В полицейской школе Штрассер все время рассказывал новой смене, что рядовое убийство обычно совершается на бытовой почве. Убийства в кругу так называемого «высшего общества» — выдумка социал-демократов, пишущих детективы. За тридцать лет службы в уголовной полиции ему пришлось столкнуться от силы с тремя такими случаями. Но ведь и Кобург — город не маленький. В этом месте Штрассер, как правило, подмигивал ученикам и, подтверждая сказанное фактами, заявлял, что есть местечки и пожарче Кобурга, но по этому поводу он, как оседлый криминалист, не собирался наживать себе невроз.
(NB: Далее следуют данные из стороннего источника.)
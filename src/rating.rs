use crate::config::{ELO_DIVISOR, POWER_MEAN_EXPONENT};
use crate::database::WinningTeam;

/// Aggregate strength of a team.
///
/// This is the power mean `(Σ rᵢᵖ / n)^(1/p)` with `p = 5`, which sits
/// between the arithmetic mean and the maximum: a single very strong
/// player pulls the aggregate up disproportionately, so stacked teams
/// score as stronger than their average suggests.
pub fn power_mean(ratings: &[i32]) -> f64 {
    if ratings.is_empty() {
        return 0.0;
    }
    let p = POWER_MEAN_EXPONENT;
    let sum: f64 = ratings.iter().map(|r| f64::from(*r).powi(p)).sum();
    (sum / ratings.len() as f64).powf(1.0 / f64::from(p))
}

/// Rank-matched distance between two teams of equal size.
///
/// Both slices must be sorted ascending. The score is the L_q norm of
/// the per-rank rating gaps: pairing each team's weakest against the
/// other's weakest, second-weakest against second-weakest, and so on.
/// Two teams with equal means but a 2000-vs-3000 carry matchup are
/// still an unpleasant game; this term catches that.
pub fn unfairness(sorted_a: &[i32], sorted_b: &[i32], q: i32) -> f64 {
    debug_assert_eq!(sorted_a.len(), sorted_b.len());
    let sum: f64 = sorted_a
        .iter()
        .zip(sorted_b.iter())
        .map(|(a, b)| f64::from((a - b).abs()).powi(q))
        .sum();
    sum.powf(1.0 / f64::from(q))
}

/// Composite score of one partition into two teams; lower is better.
///
/// Both slices must be sorted ascending.
pub fn partition_score(sorted_a: &[i32], sorted_b: &[i32], q: i32) -> f64 {
    (power_mean(sorted_a) - power_mean(sorted_b)).abs() + unfairness(sorted_a, sorted_b, q)
}

/// Probability that a team with aggregate `rating` beats a team with
/// aggregate `opponent`, under the league's Elo curve.
pub fn expected_score(rating: f64, opponent: f64) -> f64 {
    1.0 / (1.0 + 10f64.powf((opponent - rating) / ELO_DIVISOR))
}

/// Per-player rating adjustments for a finished match.
#[derive(Debug, Clone, Copy, PartialEq)]
pub struct EloShift {
    /// Applied to every radiant player.
    pub radiant: f64,

    /// Applied to every dire player.
    pub dire: f64,
}

impl EloShift {
    /// Compute the per-team rating shift for a decided match.
    ///
    /// `radiant_mean` and `dire_mean` are the teams' power-mean
    /// aggregates at the time the match ended. Every player on a team
    /// receives the same (real-valued) shift; rounding happens when the
    /// shift is applied to an individual rating.
    pub fn decide(radiant_mean: f64, dire_mean: f64, winner: WinningTeam, k: i32) -> EloShift {
        let e_radiant = expected_score(radiant_mean, dire_mean);
        let e_dire = 1.0 - e_radiant;
        let s_radiant = match winner {
            WinningTeam::Radiant => 1.0,
            WinningTeam::Dire => 0.0,
            // Unknown outcomes are finalized without a rating update;
            // callers should not reach this.
            WinningTeam::None => e_radiant,
        };
        let s_dire = 1.0 - s_radiant;
        EloShift {
            radiant: f64::from(k) * (s_radiant - e_radiant),
            dire: f64::from(k) * (s_dire - e_dire),
        }
    }

    /// The new rating of a single player after applying one team's shift.
    pub fn apply(rating: i32, shift: f64) -> i32 {
        (f64::from(rating) + shift).round() as i32
    }
}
Сейчас у Штрассера другие заботы. Он раздумывает, как сообщить о происшедшем жене убитого раньше, чем она узнает об этом по радио. Но у них пока было время. В настоящий момент они дали только краткую сводку в местные СМИ, в которой, однако, ничего не говорилось о личности погибшего.

Штрассер вздохнул и погладил свои густые усы, которые за последние годы прилично поседели, и он уже давненько стал подумывать о том, что пора их сбрить. Но вот как он будет чувствовать себя без них, он не представлял.

С его согласия убитого накрыли пленкой и положили в серый пластиковый гроб. Более душераздирающее зрелище трудно даже представить, и Штрассер отвернулся, хотя за тридцать лет ему к этому давно надо было привыкнуть.

Часть вторая

9

— Хороший адвокат, — сказал ректор.

Он сидел на краешке весьма хрупкого на вид стула в стиле ампир и казался себе слишком большим и тяжелым для него. Он просто ненавидит этот стул, который ему все время предлагали. Ведь Рози Тессен прекрасно знала, насколько он неудобен! Как будто она хотела оставить его в дураках. Ректор вполне мог от нее ожидать еще и не такого. Он уже более десяти лет занимал эту должность и ровно столько же знал Рози Тессен, но для того, чтобы установить с ней более-менее дружеские отношения, нужно было, пожалуй, еще столько же времени. Она — дочь основателя Иссинга и глава Фонда, и это означает, что все решения должны быть одобрены ею и зависимым от нее советом: обойти Рози Тессен невозможно, а характер у нее, как у большинства абсолютных владык, невыносимый.

Она еще долго будет держать поводья в своих руках. Ей семьдесят девять лет, ее лицо все в морщинках, но осанка — как у молодой девушки.

«Власть, — с сожалением подумал ректор, — бывает, дарит здоровье».

— Хороший защитник стоит дорого, — уточнил он, понимая, что разговаривает со стенкой. — Я думаю, мы должны взять на себя расходы. Я имею в виду, что это важно для престижа школы.

Комната Рози Тессен большая, но настолько заставлена мебелью различных эпох, что кажется маленькой и узкой. Старые персидские ковры лежат один поверх другого, несколько секретеров в стиле бидермейер уставлены фотографиями в рамках, камин и подоконники украшают изящные безделушки с различных континентов, которые Рози Тессен насобирала за многие годы путешествий. У нее слишком много вещей и слишком мало для них места. Раньше она жила на вилле на берегу моря, но потом ее муж умер, и она переехала в квартиру поближе к школе. Чтобы все было под присмотром.